- **EXERCISE OBJECTIVE**: Going through the entries below, count each line that holds "tasks" and give only the total.

- **MATERIAL FOR THIS TASK**:
◇ ◇ ◇
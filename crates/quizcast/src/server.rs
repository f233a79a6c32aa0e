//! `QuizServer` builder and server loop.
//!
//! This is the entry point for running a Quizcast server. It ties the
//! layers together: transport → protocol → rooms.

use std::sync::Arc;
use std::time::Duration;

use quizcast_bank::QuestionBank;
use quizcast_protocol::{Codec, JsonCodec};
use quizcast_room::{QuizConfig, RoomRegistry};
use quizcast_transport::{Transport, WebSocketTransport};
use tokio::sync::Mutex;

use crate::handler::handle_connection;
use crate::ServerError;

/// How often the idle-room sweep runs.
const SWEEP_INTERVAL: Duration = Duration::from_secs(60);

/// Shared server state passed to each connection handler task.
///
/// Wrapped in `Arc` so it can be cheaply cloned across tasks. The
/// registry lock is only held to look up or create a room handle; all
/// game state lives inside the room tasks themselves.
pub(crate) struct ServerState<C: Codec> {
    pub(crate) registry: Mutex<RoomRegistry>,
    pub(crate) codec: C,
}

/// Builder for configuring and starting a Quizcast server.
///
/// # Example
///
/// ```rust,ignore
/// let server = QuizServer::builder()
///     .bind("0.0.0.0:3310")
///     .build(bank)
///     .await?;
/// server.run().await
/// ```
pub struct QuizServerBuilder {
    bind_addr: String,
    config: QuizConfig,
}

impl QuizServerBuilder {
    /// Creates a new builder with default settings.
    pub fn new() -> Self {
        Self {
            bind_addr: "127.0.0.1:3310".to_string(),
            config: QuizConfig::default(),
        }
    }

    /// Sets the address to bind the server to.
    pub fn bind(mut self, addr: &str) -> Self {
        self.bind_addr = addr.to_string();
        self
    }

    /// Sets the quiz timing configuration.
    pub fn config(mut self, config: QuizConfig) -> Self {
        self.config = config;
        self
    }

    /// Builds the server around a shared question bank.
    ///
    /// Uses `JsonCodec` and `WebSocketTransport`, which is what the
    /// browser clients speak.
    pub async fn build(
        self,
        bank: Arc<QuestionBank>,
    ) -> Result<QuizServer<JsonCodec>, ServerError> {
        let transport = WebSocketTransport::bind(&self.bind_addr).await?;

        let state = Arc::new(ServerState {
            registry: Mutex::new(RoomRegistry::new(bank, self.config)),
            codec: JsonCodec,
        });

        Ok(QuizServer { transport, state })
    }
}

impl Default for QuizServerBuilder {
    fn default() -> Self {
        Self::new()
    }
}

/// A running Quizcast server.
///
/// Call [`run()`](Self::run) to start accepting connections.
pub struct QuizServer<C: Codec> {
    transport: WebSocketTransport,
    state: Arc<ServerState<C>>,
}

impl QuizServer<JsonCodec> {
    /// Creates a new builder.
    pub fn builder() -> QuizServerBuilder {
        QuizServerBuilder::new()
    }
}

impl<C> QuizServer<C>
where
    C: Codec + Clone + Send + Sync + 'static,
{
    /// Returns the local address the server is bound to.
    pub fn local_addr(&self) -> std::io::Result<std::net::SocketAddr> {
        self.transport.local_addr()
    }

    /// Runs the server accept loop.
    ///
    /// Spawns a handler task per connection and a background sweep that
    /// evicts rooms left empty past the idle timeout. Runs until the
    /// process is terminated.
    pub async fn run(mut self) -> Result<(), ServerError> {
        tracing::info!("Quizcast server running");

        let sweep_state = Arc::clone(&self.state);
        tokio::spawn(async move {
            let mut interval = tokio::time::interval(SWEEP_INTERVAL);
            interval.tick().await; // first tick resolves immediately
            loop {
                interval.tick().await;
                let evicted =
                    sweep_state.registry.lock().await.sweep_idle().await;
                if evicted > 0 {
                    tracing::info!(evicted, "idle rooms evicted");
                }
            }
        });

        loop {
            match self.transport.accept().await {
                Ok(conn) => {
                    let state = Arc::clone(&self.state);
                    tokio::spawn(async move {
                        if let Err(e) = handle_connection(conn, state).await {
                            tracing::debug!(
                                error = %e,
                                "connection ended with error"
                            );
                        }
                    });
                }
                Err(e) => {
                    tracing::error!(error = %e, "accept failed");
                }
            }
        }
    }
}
◇ ◇ ◇
- **RESPONSE AREA**: 2